The original recording I made had super rough vocals that were truly awful (I was on a deadline). So I promised myself that I would one day give this song the treatment it deserved.

Cue this weekend. I decided to take this track on. But immediately came upon a problem: I couldn’t find the original MIDI file that I used to build the backing track all those 14 years ago. Took a little bit of digging through archive DVDRs to find it, but find it I did.

And then I realized what a mess my original musical arrangement was. Layer upon layer of crap. So I sat down, took out as much of the electronic instrumentation and tried to build it up again with real guitar parts and better vocals. The objective was to make it sound like a more acoustic jam with a tinge of new wave vocals and energy.

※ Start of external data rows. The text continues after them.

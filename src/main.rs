use anyhow::{bail, Context, Result};
use clap::{Parser, Subcommand, ValueEnum};
use gapi_rest::config::Config;
use gapi_rest::gcp::client::GcpClient;
use gapi_rest::gcp::http::{format_api_error, DEFAULT_USER_AGENT};
use gapi_rest::resource::{
    fetch_all_pages_raw, get_registry, InvocationArgs, MethodDescriptor, ParamValue, Registry,
    ResourceInvoker, ServiceDef,
};
use gapi_rest::{opt_params, VERSION};
use indexmap::IndexMap;
use serde_json::Value;
use std::io::Read;
use std::path::PathBuf;
use std::process::ExitCode;
use tracing_subscriber::EnvFilter;

/// Call Google REST APIs from their descriptor tables
#[derive(Parser, Debug)]
#[command(name = "gapi-rest", version = VERSION, about, long_about = None)]
struct Args {
    /// Project used for methods taking a `projectId`
    #[arg(long, global = true)]
    project: Option<String>,

    /// Send every request to this root URL instead of the service's own
    #[arg(long, global = true)]
    root_url: Option<String>,

    /// Log level for debugging
    #[arg(long, value_enum, default_value = "off", global = true)]
    log_level: LogLevel,

    #[command(subcommand)]
    command: Command,
}

#[derive(Subcommand, Debug)]
enum Command {
    /// List known services
    Services,
    /// Print the descriptors of a service, resource or method
    Describe {
        service: String,
        resource: Option<String>,
        method: Option<String>,
    },
    /// Invoke a method and print the JSON response
    Call {
        service: String,
        resource: String,
        method: String,
        /// Parameter as name=value; repeat a name to send a list
        #[arg(short = 'p', long = "param", value_parser = parse_param)]
        params: Vec<(String, String)>,
        /// Request body as a JSON file, or `-` for stdin
        #[arg(long)]
        body: Option<String>,
        /// Follow page tokens and print every page
        #[arg(long)]
        all_pages: bool,
    },
    /// Show or update the configuration file
    Config {
        /// Save a default project
        #[arg(long)]
        set_project: Option<String>,
    },
}

#[derive(Debug, Clone, Copy, ValueEnum)]
enum LogLevel {
    Off,
    Error,
    Warn,
    Info,
    Debug,
    Trace,
}

impl LogLevel {
    fn as_filter(self) -> Option<&'static str> {
        match self {
            LogLevel::Off => None,
            LogLevel::Error => Some("error"),
            LogLevel::Warn => Some("warn"),
            LogLevel::Info => Some("info"),
            LogLevel::Debug => Some("debug"),
            LogLevel::Trace => Some("trace"),
        }
    }
}

fn setup_logging(level: LogLevel) -> Option<tracing_appender::non_blocking::WorkerGuard> {
    let filter = level.as_filter()?;

    let log_path = get_log_path();

    if let Some(parent) = log_path.parent() {
        let _ = std::fs::create_dir_all(parent);
    }

    let file = match std::fs::OpenOptions::new()
        .create(true)
        .append(true)
        .open(&log_path)
    {
        Ok(file) => file,
        Err(e) => {
            eprintln!("Failed to open log file {:?}: {}", log_path, e);
            return None;
        }
    };

    let (non_blocking, guard) = tracing_appender::non_blocking(file);

    // RUST_LOG refines the level when set
    let env_filter = EnvFilter::try_from_default_env().unwrap_or_else(|_| EnvFilter::new(filter));

    tracing_subscriber::fmt()
        .with_env_filter(env_filter)
        .with_writer(non_blocking)
        .with_ansi(false)
        .with_target(true)
        .with_thread_ids(false)
        .with_file(true)
        .with_line_number(true)
        .init();

    tracing::info!("gapi-rest {} started with log level: {:?}", VERSION, level);
    tracing::info!("Log file: {:?}", log_path);

    Some(guard)
}

fn get_log_path() -> PathBuf {
    if let Some(config_dir) = dirs::config_dir() {
        return config_dir.join("gapi-rest").join("gapi-rest.log");
    }
    if let Some(home) = dirs::home_dir() {
        return home.join(".gapi-rest").join("gapi-rest.log");
    }
    PathBuf::from("gapi-rest.log")
}

fn parse_param(raw: &str) -> std::result::Result<(String, String), String> {
    match raw.split_once('=') {
        Some((name, value)) if !name.is_empty() => Ok((name.to_string(), value.to_string())),
        _ => Err(format!("expected name=value, got '{}'", raw)),
    }
}

/// Embedded tables plus any configured extra tables
fn load_registry(config: &Config) -> Registry {
    let mut registry = get_registry().clone();
    for path in &config.descriptor_files {
        match registry.load_file(path) {
            Ok(service) => tracing::info!("Loaded service '{}' from {:?}", service.name, path),
            Err(e) => {
                tracing::warn!("Skipping service table {:?}: {:#}", path, e);
                eprintln!("Warning: skipping {}: {:#}", path.display(), e);
            }
        }
    }
    registry
}

/// Group `name=value` pairs; a repeated name becomes a list
fn build_args(params: &[(String, String)], body: Option<Value>) -> Result<InvocationArgs> {
    let mut grouped: IndexMap<&str, Vec<String>> = IndexMap::new();
    for (name, value) in params {
        grouped.entry(name.as_str()).or_default().push(value.clone());
    }

    let mut args = InvocationArgs::new();
    for (name, mut values) in grouped {
        let value = if values.len() == 1 {
            ParamValue::String(values.remove(0))
        } else {
            ParamValue::List(values)
        };
        args.insert(name, value);
    }

    if let Some(body) = body {
        args = args.with_body(&body)?;
    }
    Ok(args)
}

fn read_body(source: &str) -> Result<Value> {
    let content = if source == "-" {
        let mut content = String::new();
        std::io::stdin()
            .read_to_string(&mut content)
            .context("Failed to read body from stdin")?;
        content
    } else {
        std::fs::read_to_string(source).with_context(|| format!("Failed to read body file {}", source))?
    };
    serde_json::from_str(&content).context("Request body is not valid JSON")
}

fn print_services(registry: &Registry) {
    for service in registry.services() {
        println!(
            "{:<18} {:<6} {:>3} methods  {}",
            service.name,
            service.version,
            service.method_count(),
            service.base_url()
        );
    }
}

fn describe(registry: &Registry, service: &str, resource: Option<&str>, method: Option<&str>) -> Result<()> {
    let Some(service_def) = registry.get(service) else {
        bail!("unknown service: {}", service);
    };

    let output = match (resource, method) {
        (None, _) => serde_yaml::to_string(service_def)?,
        (Some(resource), None) => {
            let resource_def = service_def
                .resource(resource)
                .with_context(|| format!("unknown resource: {}.{}", service, resource))?;
            serde_yaml::to_string(resource_def)?
        }
        (Some(resource), Some(method)) => {
            let descriptor = service_def.require_method(resource, method)?;
            serde_yaml::to_string(descriptor)?
        }
    };
    print!("{}", output);
    Ok(())
}

/// Fill in `projectId` from the effective project when the method takes one
fn with_project(mut args: InvocationArgs, descriptor: &MethodDescriptor, project: Option<String>) -> InvocationArgs {
    if descriptor.parameters.contains_key("projectId") && !args.contains("projectId") {
        if let Some(project) = project {
            args.insert("projectId", project);
        }
    }
    args
}

async fn call(
    invoker: &ResourceInvoker<GcpClient>,
    service: &ServiceDef,
    descriptor: &MethodDescriptor,
    args: InvocationArgs,
    all_pages: bool,
) -> gapi_rest::Result<Option<Value>> {
    if all_pages {
        let pages = fetch_all_pages_raw(invoker, service, descriptor, args).await?;
        return Ok(Some(Value::Array(pages)));
    }
    invoker.invoke_raw(service, descriptor, args).await
}

/// Print a call's result; `false` when the call failed
fn print_outcome(label: &str, outcome: gapi_rest::Result<Option<Value>>) -> Result<bool> {
    match outcome {
        Ok(Some(value)) => println!("{}", serde_json::to_string_pretty(&value)?),
        Ok(None) => {},
        Err(e) => {
            tracing::error!("{} failed: {}", label, e);
            eprintln!("Error: {}", format_api_error(&e));
            return Ok(false);
        }
    }
    Ok(true)
}

// The log guard flushes on drop, so failures return an exit code
#[tokio::main]
async fn main() -> Result<ExitCode> {
    let args = Args::parse();

    let _log_guard = setup_logging(args.log_level);

    let mut config = Config::load();
    let registry = load_registry(&config);

    match args.command {
        Command::Services => print_services(&registry),
        Command::Describe {
            service,
            resource,
            method,
        } => describe(&registry, &service, resource.as_deref(), method.as_deref())?,
        Command::Config { set_project } => {
            if let Some(project) = set_project {
                config.set_project(&project)?;
            }
            if let Some(path) = Config::config_path() {
                println!("# {}", path.display());
            }
            println!("{}", serde_json::to_string_pretty(&config)?);
        }
        Command::Call {
            service,
            resource,
            method,
            params,
            body,
            all_pages,
        } => {
            let (service_def, descriptor) = registry.method(&service, &resource, &method)?;

            let body = body.as_deref().map(read_body).transpose()?;
            let project = config.effective_project(args.project.as_deref());
            let call_args = with_project(build_args(&params, body)?, descriptor, project);

            let user_agent = config.user_agent.as_deref().unwrap_or(DEFAULT_USER_AGENT);
            let client = GcpClient::with_options(user_agent, config.timeout()).await?;

            let mut invoker = ResourceInvoker::new(client);
            if let Some(root_url) = config.effective_root_url(args.root_url.as_deref()) {
                tracing::info!("Using root URL override: {}", root_url);
                invoker = invoker.with_root_url(root_url);
            }
            if let Some(quota_user) = config.quota_user.as_deref() {
                invoker = invoker.with_default_params(opt_params! { "quotaUser" => quota_user });
            }

            let label = format!("{}.{}.{}", service, resource, method);
            let outcome = call(&invoker, service_def, descriptor, call_args, all_pages).await;
            if !print_outcome(&label, outcome)? {
                return Ok(ExitCode::FAILURE);
            }
        }
    }

    Ok(ExitCode::SUCCESS)
}

#[cfg(test)]
mod tests {
    use super::*;
    use gapi_rest::resource::{HttpMethod, ParameterSpec, ValueType};

    #[test]
    fn test_parse_param() {
        assert_eq!(
            parse_param("q=title contains 'a=b'").unwrap(),
            ("q".to_string(), "title contains 'a=b'".to_string())
        );
        assert!(parse_param("novalue").is_err());
        assert!(parse_param("=x").is_err());
    }

    #[test]
    fn test_repeated_names_become_lists() {
        let params = vec![
            ("calendarId".to_string(), "primary".to_string()),
            ("privateExtendedProperty".to_string(), "a=1".to_string()),
            ("privateExtendedProperty".to_string(), "b=2".to_string()),
        ];
        let args = build_args(&params, None).unwrap();
        assert_eq!(args.get("calendarId"), Some(&ParamValue::String("primary".to_string())));
        assert_eq!(
            args.get("privateExtendedProperty"),
            Some(&ParamValue::List(vec!["a=1".to_string(), "b=2".to_string()]))
        );
    }

    #[test]
    fn test_project_fills_only_missing_project_id() {
        let descriptor = MethodDescriptor::new(HttpMethod::Get, "v1/projects/{projectId}/traces")
            .param("projectId", ParameterSpec::path())
            .param("pageSize", ParameterSpec::query(ValueType::Integer));

        let args = with_project(InvocationArgs::new(), &descriptor, Some("my-project".to_string()));
        assert_eq!(args.get("projectId"), Some(&ParamValue::String("my-project".to_string())));

        let args = with_project(
            InvocationArgs::new().with("projectId", "explicit"),
            &descriptor,
            Some("my-project".to_string()),
        );
        assert_eq!(args.get("projectId"), Some(&ParamValue::String("explicit".to_string())));

        let other = MethodDescriptor::new(HttpMethod::Get, "colors");
        assert!(with_project(InvocationArgs::new(), &other, Some("p".to_string())).is_empty());
    }

    #[test]
    fn test_failed_call_is_reported_not_exited() {
        let err = gapi_rest::InvokeError::Transport {
            status: Some(404),
            body: String::new(),
        };
        assert!(!print_outcome("calendar.events.get", Err(err)).unwrap());
        assert!(print_outcome("calendar.events.delete", Ok(None)).unwrap());
        assert!(print_outcome("calendar.colors.get", Ok(Some(serde_json::json!({"kind": "calendar#colors"})))).unwrap());
    }
}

So here, finally, is a presentable version of “Eternal Summer.” Will Shakespeare, forgive me if I murdered your poetry.

The Lyrics

ETERNAL SUMMER

Words & Music: Lionel Zivan Valdellon, based on William Shakespeare’s Sonnet 18

1.Shall I compare your beauty
To a summer’s day?
I find you far more lovely
And more temperate.

2.Sometimes the eye of heaven,
The sun, shines too hot.
And his golden face–often
His complexion dims.

CHORUS
AND like eternal summer,
Ever burning, living, never dying,
Your beauty shall not fade.

FOR like eternal summer,
Ever burning, living, never dying,
What we love will never fade.

3.Rough winds do shake and scatter
Darling buds of May.
And the sweet lease of Summer,
Hath too short a date.

4.Every fair sometime from fair
Will somehow decline.
And all things …fall to chance
Or nature’s changing times.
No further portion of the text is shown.